Когда едоки, покончив с обедом, блаженно откинулись на спинки кресел, потягивая из бокалов, Оцеола протянул мне винтовку. Я отказалась ее взять. Возьми! – одними губами приказал он. И мне пришлось и взять винтовку, и расположить ее так, как мне было предписано. Теперь я видела Томпсона ясно, более чем ясно, – через перекрестие, доживающим последние минуты жизни.
Руки скользили по гладкой стали. Я вдыхала запах пороха, ощущала тяжесть заряженной пули. В нос разило лесной гнилью.
Мы пролежали на земле так долго, что нас атаковали мелкие насекомые.
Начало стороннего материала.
/// Synchronizer settings
#[derive(Debug, Clone, Serialize, Deserialize)]
#[serde(default)]
pub struct SyncConfig {
    /// FFT size (64..=2048, multiple of 64)
    pub fft_size: usize,
    /// Largest window accepted by [`Synchronizer::find`]
    pub frame_size: usize,
    /// Samples searched for the PSS, starting at the search offset
    pub max_timing_search_window: usize,
    /// Decimation applied before the PSS correlation
    pub decimation_factor: usize,
    /// Correlation method
    pub correlation_method: CorrelationMethod,
    /// EMA weight of the correlation magnitude (1.0 disables averaging)
    pub correlation_ema_alpha: f32,
    /// Minimum PSR; 0 accepts any non-zero peak
    pub peak_threshold: f32,
    /// Integer-bin CFO stage
    pub cfo_integer_enable: bool,
    /// CP-based CFO stage
    pub cfo_cp_enable: bool,
    /// Symbols integrated by the CP-based CFO stage
    pub cfo_cp_nsymbols: usize,
    /// PSS-phase CFO stage
    pub cfo_pss_enable: bool,
    /// EMA weight of fractional CFO estimates
    pub cfo_ema_alpha: f32,
    /// PSS-phase estimates at or above this offset are rejected
    pub cfo_pss_max_hz: f32,
    /// Detect the CP length on every detection
    pub detect_cp: bool,
    /// EMA weight of the CP decision metrics
    pub cp_detect_ema_alpha: f32,
    /// CP length used when not detecting
    pub cp: CyclicPrefixKind,
    /// Try both duplex hypotheses for the SSS
    pub detect_duplex_mode: bool,
    /// Duplex mode used when not detecting
    pub duplex_mode: DuplexMode,
    /// Slot-sequence ratio needed to accept the SSS
    pub sss_ratio_threshold: f32,
    /// Non-coherent segments in the SSS m-sequence search
    pub sss_partial_segments: usize,
}

impl Default for SyncConfig {
    fn default() -> Self {
        Self {
            fft_size: 128,
            frame_size: 9600,
            max_timing_search_window: 9600,
            decimation_factor: 1,
            correlation_method: CorrelationMethod::Auto,
            correlation_ema_alpha: 1.0,
            peak_threshold: 2.0,
            cfo_integer_enable: false,
            cfo_cp_enable: true,
            cfo_cp_nsymbols: 2,
            cfo_pss_enable: true,
            cfo_ema_alpha: 0.1,
            cfo_pss_max_hz: DEFAULT_PSS_CFO_MAX_HZ,
            detect_cp: true,
            cp_detect_ema_alpha: DEFAULT_CP_EMA_ALPHA,
            cp: CyclicPrefixKind::Normal,
            detect_duplex_mode: true,
            duplex_mode: DuplexMode::Fdd,
            sss_ratio_threshold: DEFAULT_SSS_RATIO_THRESHOLD,
            sss_partial_segments: 1,
        }
    }
}

impl SyncConfig {
    /// Check the configuration for consistency
    pub fn validate(&self) -> Result<(), LayerError> {
        validate_fft_size(self.fft_size)?;

        let d = self.decimation_factor;
        if d == 0 || self.fft_size % d != 0 || validate_fft_size(self.fft_size / d).is_err() {
            return Err(LayerError::InvalidConfiguration(format!(
                "decimation factor {} must divide FFT size {} and leave a supported FFT size",
                d, self.fft_size
            )));
        }
        if self.max_timing_search_window == 0 || self.max_timing_search_window < d {
            return Err(LayerError::InvalidConfiguration(format!(
                "timing search window {} too small for decimation {}",
                self.max_timing_search_window, d
            )));
        }
        if self.frame_size < self.max_timing_search_window {
            return Err(LayerError::InvalidConfiguration(format!(
                "frame size {} smaller than timing search window {}",
                self.frame_size, self.max_timing_search_window
            )));
        }
        for (name, alpha) in [
            ("correlation", self.correlation_ema_alpha),
            ("CFO", self.cfo_ema_alpha),
            ("CP detection", self.cp_detect_ema_alpha),
        ] {
            if !(alpha > 0.0 && alpha <= 1.0) {
                return Err(LayerError::InvalidConfiguration(format!(
                    "{} EMA alpha {} outside (0, 1]",
                    name, alpha
                )));
            }
        }
        if self.peak_threshold < 0.0 {
            return Err(LayerError::InvalidConfiguration(format!(
                "peak threshold {} is negative",
                self.peak_threshold
            )));
        }
        Ok(())
    }
}

/// Detection details of a [`SyncFindOutcome::Found`]
#[derive(Debug, Clone, Copy, PartialEq)]
pub struct SyncFound {
    /// One past the last useful PSS sample, in window coordinates
    pub peak_position: usize,
    /// Correlation magnitude at the peak
    pub peak_value: f32,
    /// Peak-to-sidelobe ratio
    pub psr: f32,
    /// Subframe carrying this PSS (0/5 FDD, 1/6 TDD); 0 when the SSS was not detected
    pub subframe_index: u32,
    /// Detected N_id_1, or [`CellIdentity::UNRESOLVED`]
    pub n_id_1: u16,
    /// CP length in effect
    pub cp: CyclicPrefixKind,
    /// Duplex mode in effect
    pub duplex_mode: DuplexMode,
    /// An SSS symbol was inspected
    pub sss_available: bool,
    /// The SSS was confirmed
    pub sss_detected: bool,
}

/// Outcome of one [`Synchronizer::find`] pass
#[derive(Debug, Clone, Copy, PartialEq)]
pub enum SyncFindOutcome {
    /// PSS above threshold with room for the SSS
    Found(SyncFound),
    /// PSS above threshold but too close to a window edge for the SSS
    FoundButNoSpace { peak_position: usize },
    /// No PSS above threshold
    NotFound,
}

impl SyncFindOutcome {
    /// PSS peak position for either found variant
    pub fn peak_position(&self) -> Option<usize> {
        match self {
            SyncFindOutcome::Found(found) => Some(found.peak_position),
            SyncFindOutcome::FoundButNoSpace { peak_position } => Some(*peak_position),
            SyncFindOutcome::NotFound => None,
        }
    }
}

/// PSS correlator for one N_id_2 with its integer-bin references
struct PssSearch {
    /// Correlator holding the unshifted reference and its magnitude EMA
    correlator: Correlator,
    /// References shifted by -1, 0 and +1 subcarrier
    shifted: [CorrelationReference; 3],
}

/// Per-window PSS/SSS detector
pub struct Synchronizer {
    /// Settings
    config: SyncConfig,
    /// Normal-CP numerology
    normal: Numerology,
    /// Extended-CP numerology
    extended: Numerology,
    /// One PSS search per N_id_2
    searches: Vec<PssSearch>,
    /// Full-rate PSS useful part per N_id_2
    pss_time: Vec<Vec<Complex32>>,
    /// CFO estimator
    cfo: CfoEstimator,
    /// CP length detector
    cp_detector: CpDetector,
    /// SSS detector
    sss: SssDetector,
    /// Corrected copy of the caller's window
    work: Vec<Complex32>,
    /// Current CP length
    cp: CyclicPrefixKind,
    /// Current duplex mode
    duplex_mode: DuplexMode,
    /// PSR of the last correlation
    last_psr: f32,
    /// Peak value of the last correlation
    last_peak_value: f32,
    /// Last detection inspected an SSS
    sss_available: bool,
    /// Last detection confirmed an SSS
    sss_detected: bool,
}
По спине у меня ползла какая-то многоножка, и, хотя затевали убийство мы, мы сами и стали бы первыми жертвами – стоило только пошевелиться.
Внезапно деревья обсела стая птиц – нет, не птиц. Это зазвучал боевой клич, похожий на птичий свист. Призыв к началу схватки – белые люди готовились встать из-за стола.
Сначала мне показалось, что мы терпим неудачу (и очень на это надеялась), поскольку Томпсон исчез из поля зрения. Однако он тут же вновь появился на крыльце. Чтобы довольно потянуться. Предаться пищеварению. Раскурить в компании сигару. И умереть.
Я похолодела, услышав, как взвели сначала один курок, потом второй, третий… Это походило на треск сучьев под ногами.
Безмолвие нарушил первый выстрел – Оцеолы.
Оглушенная, я покрепче стиснула в руках винтовку, всмотрелась в прицел. Первая пуля разорвала голубую нашивку на груди Томпсона, вторая расколола череп надвое, мозг брызнул на стоявшего рядом с ним маркитанта.
Оцеола, вдруг вскочив на ноги, издал столь пронзительный крик, что я кубарем покатилась от него в сторону. Он выстрелил снова. Я увидела невооруженным глазом, как вокруг крепости забегали люди. Сверху указывали на кустарники, на нас – на меня! Я плотно прижалась к земле, вскинула винтовку и через прицел различила внутри дома женщину и мальчиков. Она торопливо подгоняла их укрыться в помещении, похожем на кухню, где, как мне подумалось, они будут в безопасности.
О, но потом в поле моего зрения попали мои недавние спутники, мароны и семинолы. Они вскочили на крыльцо и ворвались в дом. Какая судьба постигла женщину и мальчиков, поведать не могу. Я поискала их взглядом, но вместо того увидела смерть солдата. Стоя у окна, он взмахнул руками. Сдавался в плен? Нет, рванулся в распахнутое окно, однако из невидимого ружья грянул выстрел, превративший его лицо в окровавленное месиво.